Monday, 29 November 2021
A JAZZ lover who has organised performances at Goring village hall for 21 years has decided to retire.
John Calvert, 79, has arranged the monthly concerts on Friday nights since 1999. The last one was in March last year before the first coronavirus lockdown.
Now he has decided he cannot bring the events back for health reasons. However, he has not yet been able to find someone to replace him.
Mr Calvert started the events with Bill Jackson, 81, another local jazz lover, who has also decided to retire.
About 10 years ago, Mr Jackson decided to run separate events because he preferred traditional jazz, while Mr Calvert liked modern jazz.
Mr Calvert said: “I first met Bill in the pub and we got talking about how we both used to listen to jazz in London.

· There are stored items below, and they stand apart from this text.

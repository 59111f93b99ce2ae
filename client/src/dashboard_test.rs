use std::sync::Arc;
use std::time::Instant;

use deck::Presentation;
use pretty_assertions::assert_eq;

use super::*;
use crate::error::ValidationError;
use crate::net::mock::MockBackend;
use crate::session::MemoryTokenStore;

fn gateway(backend: &Arc<MockBackend>) -> Gateway {
    Gateway::new(backend.clone(), Arc::new(MemoryTokenStore::with_token("tok")))
}

#[test]
fn card_truncates_and_labels() {
    let mut p = Presentation::new("Distributed Systems Reading Group", "Weekly notes on consensus papers", None);
    p.create_slide();
    let card = Card::for_presentation(&p);
    assert_eq!(card.title, "Distributed Systems R...");
    assert_eq!(card.description.as_deref(), Some("Weekly notes on consensus ..."));
    assert_eq!(card.slide_count, "2 Slides");
    assert_eq!(
        card.aria_label,
        "Open presentation titled Distributed Systems Reading Group with description \
         Weekly notes on consensus papers containing 2 slides"
    );
}

#[test]
fn card_hides_empty_description() {
    let card = Card::for_presentation(&Presentation::new("Short", "", Some("data:image/png;base64,AA==".to_owned())));
    assert_eq!(card.description, None);
    assert_eq!(card.slide_count, "1 Slide");
    assert_eq!(card.thumbnail.as_deref(), Some("data:image/png;base64,AA=="));
}

#[tokio::test]
async fn load_requires_token() {
    let backend = Arc::new(MockBackend::default());
    let gw = Gateway::new(backend.clone(), Arc::new(MemoryTokenStore::default()));
    assert!(matches!(Dashboard::load(gw).await, Err(ApiError::MissingToken)));
    assert!(backend.calls().is_empty());
}

#[tokio::test]
async fn create_prepends_and_closes_dialog() {
    let existing = Presentation::new("Existing", "", None);
    let backend = Arc::new(MockBackend::with_presentations(vec![existing]));
    let mut dashboard = Dashboard::load(gateway(&backend)).await.unwrap();
    dashboard.open_new();

    let form = NewPresentationForm { name: "Fresh".to_owned(), ..NewPresentationForm::default() };
    let id = dashboard.create(&form, Instant::now()).await.unwrap();

    let names: Vec<&str> = dashboard.presentations().iter().map(|p| p.name.as_str()).collect();
    assert_eq!(names, vec!["Fresh", "Existing"]);
    assert_eq!(dashboard.presentations()[0].slides.len(), 1);
    assert!(!dashboard.ui().is_open());
    assert_eq!(dashboard.open(&id), Route::Editor { id: id.clone(), slide: 0 });
    assert_eq!(backend.store().presentations.len(), 2);
}

#[tokio::test]
async fn create_without_name_shows_banner() {
    let backend = Arc::new(MockBackend::default());
    let mut dashboard = Dashboard::load(gateway(&backend)).await.unwrap();
    let now = Instant::now();
    let err = dashboard.create(&NewPresentationForm::default(), now).await.unwrap_err();
    assert!(matches!(err, EditorError::Validation(ValidationError::MissingPresentationName)));
    assert_eq!(dashboard.banner_message(now), Some("Presentation name is required."));
    assert_eq!(backend.put_count(), 0);
}
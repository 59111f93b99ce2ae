//! Presentation-level forms: create, rename, thumbnail, background.

#[cfg(test)]
#[path = "presentation_test.rs"]
mod presentation_test;

use deck::{Background, BackgroundKind, Gradient, Presentation};

use crate::error::ValidationError;

/// Dashboard "New Presentation" dialog.
#[derive(Clone, Debug, Default, PartialEq, Eq)]
pub struct NewPresentationForm {
    pub name: String,
    pub description: String,
    /// Thumbnail URL or `data:` URL.
    pub thumbnail: Option<String>,
}

impl NewPresentationForm {
    /// A new presentation with one empty slide and the default white
    /// background.
    ///
    /// # Errors
    ///
    /// `MissingPresentationName` for a blank name.
    pub fn submit(&self) -> Result<Presentation, ValidationError> {
        if self.name.trim().is_empty() {
            return Err(ValidationError::MissingPresentationName);
        }
        let thumbnail = self.thumbnail.clone().filter(|t| !t.is_empty());
        Ok(Presentation::new(self.name.clone(), self.description.clone(), thumbnail))
    }
}

/// Rename dialog.
#[derive(Clone, Debug, Default, PartialEq, Eq)]
pub struct TitleForm {
    pub title: String,
}

impl TitleForm {
    /// # Errors
    ///
    /// `EmptyTitle` for a blank title.
    pub fn submit(&self) -> Result<String, ValidationError> {
        let title = self.title.trim();
        if title.is_empty() { Err(ValidationError::EmptyTitle) } else { Ok(title.to_owned()) }
    }
}

/// Thumbnail dialog. An empty value clears the thumbnail.
#[derive(Clone, Debug, Default, PartialEq, Eq)]
pub struct ThumbnailForm {
    pub url: String,
    pub file_data: Option<String>,
}

impl ThumbnailForm {
    #[must_use]
    pub fn submit(&self) -> Option<String> {
        match &self.file_data {
            Some(data) if !data.is_empty() => Some(data.clone()),
            _ => Some(self.url.trim().to_owned()).filter(|u| !u.is_empty()),
        }
    }
}

/// Background picker. All three payloads are kept so switching the type
/// back and forth does not lose what was entered.
#[derive(Clone, Debug, PartialEq, Eq)]
pub struct BackgroundForm {
    pub kind: BackgroundKind,
    pub color: String,
    pub gradient: Gradient,
    pub image: String,
    /// Apply to the presentation default instead of the current slide.
    pub set_default: bool,
}

impl Default for BackgroundForm {
    fn default() -> Self {
        Self::from_background(&Background::default(), false)
    }
}

impl BackgroundForm {
    #[must_use]
    pub fn from_background(background: &Background, set_default: bool) -> Self {
        Self {
            kind: background.kind,
            color: background.color.clone(),
            gradient: background.gradient.clone(),
            image: background.image.clone(),
            set_default,
        }
    }

    #[must_use]
    pub fn submit(&self) -> Background {
        Background {
            kind: self.kind,
            color: self.color.clone(),
            gradient: self.gradient.clone(),
            image: self.image.trim().to_owned(),
        }
    }
}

“This revived our love of jazz and we decided to go on a trip to the old jazz haunts. When we got back we realised we’d spent £400 between us on food, taxis and booze, so we decided that it would be far cheaper to get the musicians to come to Goring to play. We started looking for a venue and found the village hall, which had all the facilities.”
For the first gig, Mr Calvert booked his friend Art Themen, a jazz saxophonist from Henley. He said: “Three hundred people turned up, so that was a great start, and then we started doing it every month.”
Over the years, the village hall has hosted performances by Chris Barber, Acker Bilk, Kenny Ball, Alec Dankworth, George Melly and Jamie Cullum. Gigs have also featured flamenco dancers.
Mr Calvert would normally have the audience all around the room, including on the stage, and have the act in the middle to create a better atmosphere.
“It’s hard work,” he said. “You go into the village hall and it’s bare. I had to set up the staging, lighting, chairs and bar.
“And I looked after people — if there were parents with a son who played piano, I’d make sure they got to sit next to the piano player and maybe got to talk to them afterwards to inspire them. We had people who came regularly and always wanted to sit in the same place. People came from all parts of England and used Goring’s pubs, restaurants and hotels.
“I’ve loved jazz since I was quite small. As a child, I shared a room with my older stepbrother and he had records of André Previn, the jazz pianist. When everyone was out of the house I’d get those records out and listen to them, then put them back so no one would know.
“I was looked on as quite different when I was younger. Everyone was always partying and listening to the Beatles, while I was listening to jazz. I never liked rock ’n’ roll or the Beatles.
“I like the improvisation. With jazz you never know what they’re going to do next.”
Mr Calvert spent time living above a jazz club, the Bull’s Head in Barnes. He was a friend of Ronnie Scott and regularly went to his jazz club in London. He was able to use the contacts and friendships he made during this time to book musicians for Goring.
Mr Calvert said: “Since I announced I was retiring, the response has been incredible. The email I sent out has had more than 40 responses with people wishing me well and thanking me for what I have done.
“The most rewarding thing was watching fantastic musicians play to appreciative audiences and sometimes getting a standing ovation. That’s what made me go on all this time.”